AIM OF THE TASK - Please copy every line with the string "TableView" from the entries below.

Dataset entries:
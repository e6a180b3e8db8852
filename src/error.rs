//! Error types
//!
//! Nothing in the labs is fatal. These errors are absorbed at the edges:
//! field errors become answer marks, settings errors fall back to defaults.

use thiserror::Error;

/// Why a student-entered numeric field could not be read
#[derive(Debug, Clone, PartialEq, Eq, Error)]
pub enum FieldError {
    #[error("field is blank")]
    Blank,
    #[error("not a number: {0:?}")]
    NotNumeric(String),
}

/// Parse a numeric input field the way the page reads it (trimmed, finite)
pub fn parse_field(text: &str) -> Result<f64, FieldError> {
    let trimmed = text.trim();
    if trimmed.is_empty() {
        return Err(FieldError::Blank);
    }
    match trimmed.parse::<f64>() {
        Ok(v) if v.is_finite() => Ok(v),
        _ => Err(FieldError::NotNumeric(trimmed.to_string())),
    }
}

#[derive(Debug, Error)]
pub enum LabError {
    #[error("invalid lab settings: {0}")]
    Settings(#[from] serde_json::Error),
    #[error(transparent)]
    Field(#[from] FieldError),
}

#[cfg(test)]
mod tests {
    use super::*;

    #[test]
    fn test_parse_field() {
        assert_eq!(parse_field(" 12.5 "), Ok(12.5));
        assert_eq!(parse_field(""), Err(FieldError::Blank));
        assert_eq!(parse_field("   "), Err(FieldError::Blank));
        assert_eq!(
            parse_field("abc"),
            Err(FieldError::NotNumeric("abc".to_string()))
        );
        assert!(matches!(parse_field("inf"), Err(FieldError::NotNumeric(_))));
    }
}
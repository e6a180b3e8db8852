//! Results table: headings, rows and answer feedback marks

use wasm_bindgen::JsCast;
use web_sys::{Element, HtmlElement, HtmlInputElement};

use crate::platform::dom;
use crate::sim::{AnswerState, LabMode, ResultsTable, Side, TableRow, headings};

const TBODY_SELECTOR: &str = ".data-table table tbody";
const HEADING_SELECTOR: &str = ".data-table table thead th";

pub struct TableView {
    tbody: Element,
}

impl TableView {
    pub fn find() -> Option<Self> {
        Some(Self {
            tbody: dom::query(TBODY_SELECTOR)?,
        })
    }

    pub fn body(&self) -> &Element {
        &self.tbody
    }

    /// Rebuild every row. Student entries are discarded.
    pub fn render(&self, table: &ResultsTable) {
        self.tbody.set_inner_html("");
        for (index, row) in table.rows.iter().enumerate() {
            if let Some(tr) = build_row(index, row) {
                let _ = self.tbody.append_child(&tr);
            }
        }
    }

    /// Row index of an input inside the table
    pub fn row_of(&self, input: &Element) -> Option<usize> {
        input
            .closest("tr[data-row]")
            .ok()
            .flatten()?
            .get_attribute("data-row")?
            .parse()
            .ok()
    }

    /// (distance text, moment input) for a rendered row
    pub fn entries(&self, row: usize) -> Option<(String, HtmlInputElement)> {
        let tr = self
            .tbody
            .query_selector(&format!("tr[data-row=\"{row}\"]"))
            .ok()
            .flatten()?;
        let distance = find_input(&tr, ".distance-input")
            .map(|i| i.value())
            .unwrap_or_default();
        let moment = find_input(&tr, ".moment-input")?;
        Some((distance, moment))
    }

    /// Re-run validation for every row
    pub fn validate_all(&self, rows: usize, mut check: impl FnMut(usize, &str, &str) -> AnswerState) {
        for row in 0..rows {
            if let Some((distance, moment)) = self.entries(row) {
                let state = check(row, &distance, &moment.value());
                set_feedback(&moment, state);
            }
        }
    }
}

/// Column titles for the mode; tables with an unexpected shape are left alone
pub fn update_headings(mode: LabMode) {
    let cells = dom::query_all(HEADING_SELECTOR);
    for (index, text) in headings(mode, cells.len()) {
        if let Some(cell) = cells.get(index) {
            cell.set_text_content(Some(text));
        }
    }
}

/// Show a ✓/✗ mark beside an input and tint the input
pub fn set_feedback(input: &HtmlInputElement, state: AnswerState) {
    let Some(cell) = input.parent_element() else {
        return;
    };
    let mark = match cell.query_selector(".feedback-mark").ok().flatten() {
        Some(mark) => mark,
        None => {
            let Some(mark) = dom::create("span", "feedback-mark") else {
                return;
            };
            let _ = cell.append_child(&mark);
            mark.into()
        }
    };

    let _ = input.class_list().remove_2("answer-correct", "answer-incorrect");
    let _ = mark.class_list().remove_2("correct", "incorrect");
    mark.set_text_content(Some(state.mark()));
    if let Some((input_class, mark_class)) = state.classes() {
        let _ = input.class_list().add_1(input_class);
        let _ = mark.class_list().add_1(mark_class);
    }
}

fn build_row(index: usize, row: &TableRow) -> Option<HtmlElement> {
    let tr = dom::create("tr", "")?;
    let _ = tr.set_attribute("data-row", &index.to_string());

    match row {
        TableRow::Aggregate {
            side, total_force, ..
        } => {
            let prefix = id_prefix(*side);
            append_cell(&tr, &format!("<strong>{}</strong>", side.as_str()))?;

            let force = number_input("", Some(&format!("{prefix}TotalMass")))?;
            force.set_min("0");
            force.set_value(&total_force.to_string());
            force.set_read_only(true);
            append_input(&tr, &force)?;

            let distance = number_input("distance-input", Some(&format!("{prefix}Distance")))?;
            distance.set_min("0");
            distance.set_max("12");
            distance.set_value("0");
            append_input(&tr, &distance)?;

            let moment = number_input("moment-input", Some(&format!("{prefix}Moment")))?;
            moment.set_placeholder("Calculate yourself");
            append_input(&tr, &moment)?;
        }
        TableRow::PerMass {
            mass_id,
            side,
            position,
            force,
        } => {
            append_cell(&tr, &format!("<strong>{}</strong> ({position})", side.as_str()))?;

            let force_cell = number_input("force-cell", None)?;
            force_cell.set_value(&force.to_string());
            force_cell.set_read_only(true);
            append_input(&tr, &force_cell)?;

            let distance = number_input("distance-input", None)?;
            distance.set_min("0");
            distance.set_step("any");
            let _ = distance.set_attribute("data-mass-id", &mass_id.to_string());
            append_input(&tr, &distance)?;

            let moment = number_input("moment-input", None)?;
            let _ = moment.set_attribute("data-mass-id", &mass_id.to_string());
            append_input(&tr, &moment)?;
        }
    }
    Some(tr)
}

fn id_prefix(side: Side) -> &'static str {
    match side {
        Side::Right => "right",
        _ => "left",
    }
}

fn number_input(class: &str, id: Option<&str>) -> Option<HtmlInputElement> {
    let input: HtmlInputElement = dom::create("input", class)?.dyn_into().ok()?;
    input.set_type("number");
    if let Some(id) = id {
        input.set_id(id);
    }
    Some(input)
}

fn append_cell(tr: &HtmlElement, html: &str) -> Option<()> {
    let td = dom::create("td", "")?;
    td.set_inner_html(html);
    tr.append_child(&td).ok()?;
    Some(())
}

fn append_input(tr: &HtmlElement, input: &HtmlInputElement) -> Option<()> {
    let td = dom::create("td", "")?;
    td.append_child(input).ok()?;
    tr.append_child(&td).ok()?;
    Some(())
}

fn find_input(parent: &Element, selector: &str) -> Option<HtmlInputElement> {
    parent.query_selector(selector).ok().flatten()?.dyn_into().ok()
}
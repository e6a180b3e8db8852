//! Beam & Ramp Lab entry point
//!
//! On the web the labs attach to the page; natively a short scripted
//! session runs headless and logs what the sim decided.

#[cfg(target_arch = "wasm32")]
use wasm_bindgen::prelude::*;

#[cfg(target_arch = "wasm32")]
#[wasm_bindgen(start)]
pub fn wasm_main() {
    beam_ramp_lab::platform::run();
}

#[cfg(not(target_arch = "wasm32"))]
fn main() {
    env_logger::init();
    log::info!("Beam & Ramp Lab (native) starting...");
    log::info!("The labs need a browser - run with `trunk serve` for the web version");

    let settings = beam_ramp_lab::Settings::load();
    println!("\nScripted beam session...");
    beam_session(&settings);
    println!("\nScripted ramp session...");
    ramp_session(&settings);
}

#[cfg(target_arch = "wasm32")]
fn main() {
    // WASM entry point is wasm_main, this is just to satisfy the compiler
}

#[cfg(not(target_arch = "wasm32"))]
fn beam_session(settings: &beam_ramp_lab::Settings) {
    use beam_ramp_lab::sim::{BeamLab, LabMode, Rect};
    use glam::Vec2;

    // 560 px beam: slots 20 px apart around x = 380
    let beam = Rect::new(100.0, 300.0, 560.0, 20.0);
    let slot = |n: i32| Vec2::new(380.0 + n as f32 * 20.0, 310.0);
    let mut lab = BeamLab::new(settings);

    let drop_tile = |lab: &mut BeamLab, value: f64, at: i32| {
        lab.pointer_down_storage(value, 1, Vec2::new(20.0, 20.0));
        if let Some(res) = lab.pointer_up(1, slot(at), &beam) {
            println!("  {value} kg -> slot {at}: {:?}", res.outcome);
            if let Some(notice) = res.notice {
                println!("  notice: {}", notice.text);
            }
            println!("  {}", res.snapshot.balance.verdict.label());
        }
    };

    drop_tile(&mut lab, 2.0, -4);
    drop_tile(&mut lab, 1.0, 8);
    drop_tile(&mut lab, 1.0, -2);

    let change = lab.set_mode(LabMode::Advanced);
    println!("  mode -> {:?}", change.mode);
    drop_tile(&mut lab, 1.0, -2);

    let snapshot = lab.on_registry_changed();
    match serde_json::to_string_pretty(&snapshot) {
        Ok(json) => println!("{json}"),
        Err(e) => log::warn!("snapshot not serializable: {e}"),
    }
}

#[cfg(not(target_arch = "wasm32"))]
fn ramp_session(settings: &beam_ramp_lab::Settings) {
    use beam_ramp_lab::sim::{RampPhase, RampSim, format_timer};

    let seed = settings.ramp.seed.unwrap_or(7);
    let mut sim = RampSim::new(&settings.ramp, seed);
    println!(
        "  h = {:.2} m, d = {:.2} m, v = {:.3} m/s",
        sim.track().height_m,
        sim.track().gate_distance_m,
        sim.track().bottom_speed()
    );

    for _ in 0..3 {
        sim.reset();
        if !sim.start() {
            println!("  ramp is flat; nothing to time");
            return;
        }
        while sim.phase() != RampPhase::Stopped {
            sim.advance(1.0 / 60.0);
        }
        println!("  timer: {}", format_timer(sim.display_reading()));
        sim.record_trial();
    }

    let Some((set_index, average, speed)) = sim
        .trials()
        .sets()
        .first()
        .and_then(|set| Some((set.set_index, set.average()?, set.expected_speed()?)))
    else {
        return;
    };
    println!("  set {set_index} average {average:.3} s, speed {speed:.2} m/s");
    let guess = format!("{speed:.2}");
    let state = sim.trials_mut().validate_speed_guess(set_index, &guess);
    println!("  guess {guess} m/s: {state:?}");
}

EXPECTED ANSWER -
pub struct TableView {
impl TableView {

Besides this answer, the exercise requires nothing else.